Just a couple days ago, Absolut revealed its newest series of ads by TBWA/Chiat/Day with the tagline "Doing something differently leads to something exceptional." Watch the spot, and it's kind of heartwarming--as Absolut is happy to write on its YouTube page, "A group of artists come together in locations around the world to create art pieces that spell out the philosophy of Absolut Vodka." Awww! But not so fast: Commentary about the ads--which are being flogged in a Facebook-based campaign, among other places--immediately pointed out the eerie similarity with a long-running project, "This I Have Learned in My Life So Far," by massively influential graphic designer Stegan Sagmeister:
But it doesn't quite end there: As a commenter on that video notes, the idea of bending unusual materials into the service of typography has existed since time immemorial--even if Sagmeister has partly made a career out of exploring and honing that idea. So Sagmeister might not have been a pure inventor (alums from his own studio have been doing similar works in recent days).
Still, in light of the fact that Sagmeister just had an exhibition of this work last year in New York, he does seem like the clearest, most obvious source of "inspiration" for these ads. No one else has been flogging these sorts of experiments in such a high profile way--and, in particular, the "imparted wisdom" angle that runs through both the Sagmeister work and the Absolut ad makes the latter look particularly derivative.

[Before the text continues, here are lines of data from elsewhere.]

#![warn(missing_docs)]

//! Math types for the octofill adaptive infill engine.
//!
//! Thin wrappers around nalgebra for the 3D side (octree cube centers,
//! the fixed octree rotation) and a fixed-point integer coordinate
//! system for the 2D slice plane, where infill lines are emitted.

use std::ops::{Add, Sub};

use nalgebra::{Matrix4, Vector3, Vector4};

/// A point in 3D space.
pub type Point3 = nalgebra::Point3<f64>;

/// A vector in 3D space.
pub type Vec3 = Vector3<f64>;

/// A point in the slice plane, in unscaled millimetres.
pub type Point2 = nalgebra::Point2<f64>;

/// Integer slice-plane coordinate.
pub type Coord = i64;

/// Millimetres per integer coordinate unit.
pub const SCALING_FACTOR: f64 = 1e-6;

/// Maximal distance (in scaled units) at which a point still counts as
/// lying on a polygon boundary.
pub const SCALED_EPSILON: Coord = 100;

/// Convert millimetres to scaled coordinates, rounding to the nearest unit.
#[inline]
pub fn scale(v: f64) -> Coord {
    (v / SCALING_FACTOR).round() as Coord
}

/// Convert scaled coordinates back to millimetres.
#[inline]
pub fn unscale(v: Coord) -> f64 {
    v as f64 * SCALING_FACTOR
}

/// A 4x4 affine transformation matrix.
#[derive(Debug, Clone, PartialEq)]
pub struct Transform {
    /// The underlying 4x4 matrix.
    pub matrix: Matrix4<f64>,
}

impl Transform {
    /// Identity transform.
    pub fn identity() -> Self {
        Self {
            matrix: Matrix4::identity(),
        }
    }

    /// Rotation about the X axis by `angle` radians.
    pub fn rotation_x(angle: f64) -> Self {
        let (s, c) = angle.sin_cos();
        let mut m = Matrix4::identity();
        m[(1, 1)] = c;
        m[(1, 2)] = -s;
        m[(2, 1)] = s;
        m[(2, 2)] = c;
        Self { matrix: m }
    }

    /// Rotation about the Y axis by `angle` radians.
    pub fn rotation_y(angle: f64) -> Self {
        let (s, c) = angle.sin_cos();
        let mut m = Matrix4::identity();
        m[(0, 0)] = c;
        m[(0, 2)] = s;
        m[(2, 0)] = -s;
        m[(2, 2)] = c;
        Self { matrix: m }
    }

    /// Rotation about the Z axis by `angle` radians.
    pub fn rotation_z(angle: f64) -> Self {
        let (s, c) = angle.sin_cos();
        let mut m = Matrix4::identity();
        m[(0, 0)] = c;
        m[(0, 1)] = -s;
        m[(1, 0)] = s;
        m[(1, 1)] = c;
        Self { matrix: m }
    }

    /// Rotation from Euler angles `(x, y, z)` in radians.
    ///
    /// The X rotation is applied first, then Y, then Z (`Rz * Ry * Rx`).
    pub fn from_euler_xyz(angles: Vec3) -> Self {
        Self::rotation_z(angles.z)
            .then(&Self::rotation_y(angles.y))
            .then(&Self::rotation_x(angles.x))
    }

    /// Compose: `self` then `other` (self * other).
    pub fn then(&self, other: &Transform) -> Self {
        Self {
            matrix: self.matrix * other.matrix,
        }
    }

    /// Transform a point.
    pub fn apply_point(&self, p: &Point3) -> Point3 {
        let v = self.matrix * Vector4::new(p.x, p.y, p.z, 1.0);
        Point3::new(v.x, v.y, v.z)
    }

    /// Transform a direction vector (ignores translation).
    pub fn apply_vec(&self, v: &Vec3) -> Vec3 {
        let r = self.matrix * Vector4::new(v.x, v.y, v.z, 0.0);
        Vec3::new(r.x, r.y, r.z)
    }
}

impl Default for Transform {
    fn default() -> Self {
        Self::identity()
    }
}

/// A point in scaled integer slice-plane coordinates.
#[derive(Debug, Clone, Copy, PartialEq, Eq, Hash, Default)]
pub struct Point {
    /// X coordinate.
    pub x: Coord,
    /// Y coordinate.
    pub y: Coord,
}

impl Point {
    /// Create a point from scaled coordinates.
    pub const fn new(x: Coord, y: Coord) -> Self {
        Self { x, y }
    }

    /// Create a point from millimetre coordinates.
    pub fn new_scale(x: f64, y: f64) -> Self {
        Self::new(scale(x), scale(y))
    }

    /// Convert to an unscaled millimetre point.
    pub fn to_point2(self) -> Point2 {
        Point2::new(unscale(self.x), unscale(self.y))
    }

    /// Rotate about the origin by `angle` radians, rounding to whole units.
    pub fn rotate(&mut self, angle: f64) {
        let (s, c) = angle.sin_cos();
        let x = self.x as f64;
        let y = self.y as f64;
        self.x = (c * x - s * y).round() as Coord;
        self.y = (c * y + s * x).round() as Coord;
    }

    /// Squared distance in scaled units, as `f64`.
    pub fn distance_sq(&self, other: &Point) -> f64 {
        let dx = (other.x - self.x) as f64;
        let dy = (other.y - self.y) as f64;
        dx * dx + dy * dy
    }

    /// Distance in scaled units.
    pub fn distance(&self, other: &Point) -> f64 {
        self.distance_sq(other).sqrt()
    }
}

impl Add for Point {
    type Output = Point;

    fn add(self, rhs: Point) -> Point {
        Point::new(self.x + rhs.x, self.y + rhs.y)
    }
}

impl Sub for Point {
    type Output = Point;

    fn sub(self, rhs: Point) -> Point {
        Point::new(self.x - rhs.x, self.y - rhs.y)
    }
}

/// A straight segment between two scaled points.
#[derive(Debug, Clone, Copy, PartialEq, Eq, Hash)]
pub struct Line {
    /// Start point.
    pub a: Point,
    /// End point.
    pub b: Point,
}

impl Line {
    /// Create a segment from `a` to `b`.
    pub const fn new(a: Point, b: Point) -> Self {
        Self { a, b }
    }

    /// Length in scaled units.
    pub fn length(&self) -> f64 {
        self.a.distance(&self.b)
    }
}

#[cfg(test)]
mod tests {
    use super::*;
    use approx::assert_abs_diff_eq;
    use std::f64::consts::PI;

    #[test]
    fn test_identity_transform() {
        let t = Transform::identity();
        let p = Point3::new(1.0, 2.0, 3.0);
        let result = t.apply_point(&p);
        assert!((result - p).norm() < 1e-12);
    }

    #[test]
    fn test_rotation_z_90() {
        let t = Transform::rotation_z(PI / 2.0);
        let p = Point3::new(1.0, 0.0, 0.0);
        let result = t.apply_point(&p);
        assert!(result.x.abs() < 1e-12);
        assert!((result.y - 1.0).abs() < 1e-12);
    }

    #[test]
    fn test_euler_order_applies_x_first() {
        // X by 90° takes +Y to +Z, then Z by 90° leaves +Z alone.
        let t = Transform::from_euler_xyz(Vec3::new(PI / 2.0, 0.0, PI / 2.0));
        let r = t.apply_vec(&Vec3::new(0.0, 1.0, 0.0));
        assert_abs_diff_eq!(r.x, 0.0, epsilon = 1e-12);
        assert_abs_diff_eq!(r.y, 0.0, epsilon = 1e-12);
        assert_abs_diff_eq!(r.z, 1.0, epsilon = 1e-12);

        // ...whereas +X goes to +Y under the Z rotation.
        let r = t.apply_vec(&Vec3::new(1.0, 0.0, 0.0));
        assert_abs_diff_eq!(r.y, 1.0, epsilon = 1e-12);
    }

    #[test]
    fn test_scale_roundtrip() {
        assert_eq!(scale(1.0), 1_000_000);
        assert_eq!(scale(0.1), 100_000);
        assert_eq!(scale(-2.5), -2_500_000);
        assert_abs_diff_eq!(unscale(scale(12.345678)), 12.345678, epsilon = 1e-9);
        assert_eq!(SCALED_EPSILON, scale(1e-4));
    }

    #[test]
    fn test_point_rotate_rounds() {
        let mut p = Point::new(1_000_000, 0);
        p.rotate(PI / 2.0);
        assert_eq!(p, Point::new(0, 1_000_000));

        let start = Point::new(707_107, 250_000);
        let mut q = start;
        for _ in 0..3 {
            q.rotate(2.0 * PI / 3.0);
        }
        assert!(q.distance(&start) <= 3.0);
    }

    #[test]
    fn test_line_length() {
        let l = Line::new(Point::new(0, 0), Point::new(3, 4));
        assert_abs_diff_eq!(l.length(), 5.0);
    }
}
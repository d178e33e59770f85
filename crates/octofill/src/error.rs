//! Error types for adaptive infill generation.

use thiserror::Error;

/// Errors that can occur while generating adaptive infill.
#[derive(Error, Debug)]
pub enum InfillError {
    /// Mesh has no triangles.
    #[error("mesh is empty")]
    EmptyMesh,

    /// Invalid infill settings.
    #[error("invalid settings: {0}")]
    InvalidSettings(String),

    /// Slicing the mesh into layers failed.
    #[error("slicing failed: {0}")]
    SliceFailed(String),

    /// Settings could not be parsed.
    #[error("invalid config: {0}")]
    Config(#[from] toml::de::Error),
}

/// Result type for infill operations.
pub type Result<T> = std::result::Result<T, InfillError>;
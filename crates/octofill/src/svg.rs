//! SVG dumps of filled regions for visual inspection.

use std::fs;
use std::path::{Path, PathBuf};
use std::sync::atomic::{AtomicUsize, Ordering};

use octofill_math::{scale, Point2};

use crate::fill::FillObserver;
use crate::path::{ExPolygon, Polyline};

/// Length removed from both ends of every drawn segment (mm), so that
/// touching segments stay distinguishable.
pub const SHRINK_LENGTH: f64 = 0.4;

/// Render `region` and `polylines` as a standalone SVG document.
///
/// Coordinates are in millimetres with Y pointing up.
pub fn render_svg(region: &ExPolygon, polylines: &[Polyline]) -> String {
    let points: Vec<Point2> = region
        .boundaries()
        .flat_map(|p| p.points.iter())
        .chain(polylines.iter().flat_map(|p| p.points.iter()))
        .map(|p| p.to_point2())
        .collect();

    let (mut min, mut max) = (Point2::new(0.0, 0.0), Point2::new(0.0, 0.0));
    if let Some(first) = points.first() {
        min = *first;
        max = *first;
        for p in &points {
            min = min.inf(p);
            max = max.sup(p);
        }
    }
    let margin = 1.0;
    let (width, height) = (max.x - min.x + 2.0 * margin, max.y - min.y + 2.0 * margin);

    let mut svg = format!(
        r#"<svg xmlns="http://www.w3.org/2000/svg" width="{width:.3}mm" height="{height:.3}mm" viewBox="0 0 {width:.4} {height:.4}">
  <g transform="translate({:.4},{:.4}) scale(1,-1)">
"#,
        margin - min.x,
        margin + max.y,
    );

    for polygon in region.boundaries() {
        let mut path = String::new();
        for (i, p) in polygon.points.iter().map(|p| p.to_point2()).enumerate() {
            let cmd = if i == 0 { "M" } else { " L" };
            path.push_str(&format!("{cmd} {:.4} {:.4}", p.x, p.y));
        }
        path.push_str(" Z");
        svg.push_str(&format!(
            "    <path d=\"{path}\" fill=\"none\" stroke=\"#2d5986\" stroke-width=\"0.1\"/>\n"
        ));
    }

    let shrink = scale(SHRINK_LENGTH) as f64;
    for line in polylines.iter().flat_map(|p| p.lines()) {
        let length = line.length();
        if length <= 2.0 * shrink {
            continue;
        }
        let (a, b) = (line.a.to_point2(), line.b.to_point2());
        let t = shrink / length;
        let from = a + (b - a) * t;
        let to = b - (b - a) * t;
        svg.push_str(&format!(
            "    <line x1=\"{:.4}\" y1=\"{:.4}\" x2=\"{:.4}\" y2=\"{:.4}\" stroke=\"#d94a4a\" stroke-width=\"0.1\"/>\n",
            from.x, from.y, to.x, to.y
        ));
    }

    svg.push_str("  </g>\n</svg>\n");
    svg
}

/// Observer writing every fill to `adaptive-fill-<n>.svg` in a directory.
#[derive(Debug)]
pub struct SvgDump {
    dir: PathBuf,
    counter: AtomicUsize,
}

impl SvgDump {
    /// Dump into `dir`, created on first write.
    pub fn new(dir: impl Into<PathBuf>) -> Self {
        Self {
            dir: dir.into(),
            counter: AtomicUsize::new(0),
        }
    }

    /// Output directory.
    pub fn dir(&self) -> &Path {
        &self.dir
    }

    /// Number of dumps attempted so far.
    pub fn count(&self) -> usize {
        self.counter.load(Ordering::Relaxed)
    }

    fn write(&self, path: &Path, contents: &str) -> std::io::Result<()> {
        fs::create_dir_all(&self.dir)?;
        fs::write(path, contents)
    }
}

impl FillObserver for SvgDump {
    fn on_fill(&self, z: f64, region: &ExPolygon, polylines: &[Polyline]) {
        let n = self.counter.fetch_add(1, Ordering::Relaxed);
        let path = self.dir.join(format!("adaptive-fill-{n}.svg"));
        if let Err(err) = self.write(&path, &render_svg(region, polylines)) {
            tracing::warn!(path = %path.display(), z, %err, "failed to write fill dump");
        }
    }
}

#[cfg(test)]
mod tests {
    use super::*;
    use octofill_math::Point;

    use crate::path::Polygon;

    fn region() -> ExPolygon {
        ExPolygon::new(
            Polygon::new_scale(&[(0.0, 0.0), (10.0, 0.0), (10.0, 10.0), (0.0, 10.0)]),
            Vec::new(),
        )
    }

    #[test]
    fn test_render_shrinks_lines() {
        let lines = vec![
            Polyline::new(vec![Point::new_scale(1.0, 5.0), Point::new_scale(9.0, 5.0)]),
            // Too short to survive shrinking.
            Polyline::new(vec![Point::new_scale(1.0, 1.0), Point::new_scale(1.5, 1.0)]),
        ];
        let svg = render_svg(&region(), &lines);
        assert!(svg.starts_with("<svg"));
        assert_eq!(svg.matches("<path").count(), 1);
        assert_eq!(svg.matches("<line").count(), 1);
        assert!(svg.contains("x1=\"1.4000\""));
        assert!(svg.contains("x2=\"8.6000\""));
    }

    #[test]
    fn test_dump_writes_numbered_files() {
        let dir = std::env::temp_dir().join(format!("octofill-svg-{}", std::process::id()));
        let dump = SvgDump::new(&dir);
        dump.on_fill(0.2, &region(), &[]);
        dump.on_fill(0.4, &region(), &[]);
        assert_eq!(dump.count(), 2);
        assert!(dir.join("adaptive-fill-0.svg").is_file());
        assert!(dir.join("adaptive-fill-1.svg").is_file());
        let _ = fs::remove_dir_all(&dir);
    }

    #[test]
    fn test_dump_failure_is_not_fatal() {
        let file = std::env::temp_dir().join(format!("octofill-svg-file-{}", std::process::id()));
        fs::write(&file, "").unwrap();
        // A regular file cannot hold dumps.
        let dump = SvgDump::new(&file);
        dump.on_fill(0.2, &region(), &[]);
        assert_eq!(dump.count(), 1);
        let _ = fs::remove_file(&file);
    }
}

Bottom line: Absolut sort of shot itself in the foot, in at least one sense. For these types of experimental ads, the very first audience is usually the creative community itself--which then spreads the word, into wider and wider circles. That's the working model for these new sorts of meta ads (which, like Absolut, come side-by-side with making of videos). But judging by the comments on the Absolut ad, the very community meant to spread the word just smells a rat.
Couldn't they have just hired Sagmeister? Or did Sagmeister turn them down? This whole thing reminds us of several instances when ad agencies have ripped off artists--as with this Apple ad which stole from a famous film by Christian Marclay. It was promptly yanked when Marclay revealed that he'd turned Apple down, only to see them help themselves.
Incidentally, there's one other interesting parallel between the Apple and Absolut cases: Both are clients of TBWA/Chiat/Day. But that's surely just a coincidence?